Chronic ethanol exposure alters leukocyte subsets in repopulating spleens, but does not alter negative selection in thymuses of sublethally irradiated mice.

ABSTRACT

Results from previous in vitro experiments in this laboratory suggested that ethanol may affect selection processes in the thymus. To determine whether ethanol allows escape of potentially autoreactive T-cell clones from negative selection, we fed ethanol to sublethally irradiated, young, adult C57BR mice during the time of thymic and splenic repopulation as a new model of human third trimester fetal alcohol exposure. The mice received a whole-body, sublethal dose (6 Gy) of gamma irradiation at 5 to 6 weeks of age.

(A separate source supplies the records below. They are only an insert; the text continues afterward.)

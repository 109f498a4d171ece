//! HTTP surface for the storefront.
//!
//! This module provides:
//! - The axum router over a [`Catalog`] (`router`)
//! - Request handlers (`routes`)
//! - Configuration types for the daemon (`config`)
//!
//! Refresh is never exposed over HTTP; it only runs on a cache miss, on
//! staleness, and at startup.

pub mod config;
pub mod routes;

use axum::Router;
use axum::routing::get;

use crate::Catalog;

/// Build the storefront router.
pub fn router(catalog: Catalog) -> Router {
    Router::new()
        .route("/api/products", get(routes::products))
        .route("/api/ingredients", get(routes::ingredients))
        .route("/api/services", get(routes::services))
        .route("/healthz", get(routes::health))
        .with_state(catalog)
}
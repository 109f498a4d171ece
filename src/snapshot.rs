//! On-disk catalog snapshot.
//!
//! A single JSON document holding the last successfully published catalog.
//! Read only when the hot cache is empty (cold start, store outage), written
//! after every successful refresh.
//!
//! The document is versioned (`{ "version": 1, "written_at": ..., "items": [...] }`);
//! a bare JSON array of items is also accepted on read. Missing or corrupt
//! files read as "no snapshot".

use std::path::{Path, PathBuf};

use serde::{Deserialize, Serialize};
use tracing::warn;

use crate::store::now_millis;
use crate::types::CatalogItem;
use crate::{Result, StockroomError};

/// Maximum supported snapshot format version.
const MAX_SUPPORTED_VERSION: u32 = 1;

/// Default snapshot path: `~/.cache/stockroom/products-cache.json`.
pub fn default_snapshot_path() -> PathBuf {
    dirs::cache_dir()
        .unwrap_or_else(|| PathBuf::from(".cache"))
        .join("stockroom")
        .join("products-cache.json")
}

/// Versioned snapshot document.
#[derive(Debug, Clone, Serialize, Deserialize)]
pub struct SnapshotDocument {
    /// Format version (currently 1).
    pub version: u32,
    /// Unix millis at write time.
    #[serde(default)]
    pub written_at: u64,
    pub items: Vec<CatalogItem>,
}

#[derive(Deserialize)]
#[serde(untagged)]
enum RawSnapshot {
    Versioned(SnapshotDocument),
    Legacy(Vec<CatalogItem>),
}

fn parse_snapshot(json: &str) -> Result<Vec<CatalogItem>> {
    let raw: RawSnapshot = serde_json::from_str(json)
        .map_err(|e| StockroomError::Snapshot(format!("failed to parse snapshot: {e}")))?;
    match raw {
        RawSnapshot::Versioned(doc) => {
            if doc.version > MAX_SUPPORTED_VERSION {
                return Err(StockroomError::Snapshot(format!(
                    "unsupported snapshot version {} (max supported: {MAX_SUPPORTED_VERSION})",
                    doc.version
                )));
            }
            Ok(doc.items)
        }
        RawSnapshot::Legacy(items) => Ok(items),
    }
}

/// Handle to the snapshot file.
#[derive(Debug, Clone)]
pub struct Snapshot {
    path: PathBuf,
}

impl Snapshot {
    pub fn new(path: impl Into<PathBuf>) -> Self {
        Self { path: path.into() }
    }

    pub fn path(&self) -> &Path {
        &self.path
    }

    /// Load the snapshot.
    ///
    /// Returns `None` on a missing file, and logs and returns `None` on an
    /// unreadable or corrupt one.
    pub fn load(&self) -> Option<Vec<CatalogItem>> {
        let content = match std::fs::read_to_string(&self.path) {
            Ok(c) => c,
            Err(e) if e.kind() == std::io::ErrorKind::NotFound => return None,
            Err(e) => {
                warn!(path = %self.path.display(), error = %e, "failed to read snapshot");
                return None;
            }
        };
        match parse_snapshot(&content) {
            Ok(items) => Some(items),
            Err(e) => {
                warn!(path = %self.path.display(), error = %e, "corrupt snapshot");
                None
            }
        }
    }

    /// Write the snapshot atomically (tmp file + rename).
    pub fn save(&self, items: &[CatalogItem]) -> Result<()> {
        if let Some(parent) = self.path.parent() {
            std::fs::create_dir_all(parent).map_err(|e| {
                StockroomError::Snapshot(format!(
                    "failed to create snapshot dir {}: {e}",
                    parent.display()
                ))
            })?;
        }

        let tmp_path = self.path.with_extension("json.tmp");
        let doc = SnapshotDocument {
            version: MAX_SUPPORTED_VERSION,
            written_at: now_millis(),
            items: items.to_vec(),
        };
        let json = serde_json::to_string(&doc)?;
        std::fs::write(&tmp_path, &json).map_err(|e| {
            StockroomError::Snapshot(format!(
                "failed to write snapshot {}: {e}",
                tmp_path.display()
            ))
        })?;
        std::fs::rename(&tmp_path, &self.path).map_err(|e| {
            StockroomError::Snapshot(format!(
                "failed to rename snapshot {} → {}: {e}",
                tmp_path.display(),
                self.path.display()
            ))
        })?;

        Ok(())
    }
}

impl Default for Snapshot {
    fn default() -> Self {
        Self::new(default_snapshot_path())
    }
}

Feeding of a liquid diet providing 25% of calories as ethanol (EDC) or an isocaloric control liquid diet was begun 3 days after irradiation and was continued for 5 weeks. Each EDC mouse had 2 weight- and age-matched controls, 1 pair-fed (PF), and 1 fed ad libitum (AD LIB). Average blood alcohol concentrations (90 to 440 mg/100 ml) were higher than those reported previously for neonatal mice exposed to ethanol through lactation. At 5 weeks after irradiation, the EDC mice had lower total thymocyte numbers (p < 0.05) and a higher proportion of CD4-CD8-thymocytes than either the PF or AD LIB mice (p < 0.05), which is consistent with findings using in utero models of ethanol exposure. Ethanol exposure also altered the proportion of leukocyte subsets in repopulating spleens. B cells were the most sensitive to the detrimental effects of ethanol and, as a percentage of total nucleated cells in the spleen, B cells were decreased in the EDC group, compared with both the PF and AD LIB groups (p < 0.05). C57BR mice normally delete by negative selection thymocytes bearing v beta 17 T-cell receptors. There was no discernible effect of ethanol exposure during thymic and splenic repopulation on the expression of V beta 17a on thymocytes and splenic T lymphocytes, indicating that ethanol does not affect negative selection.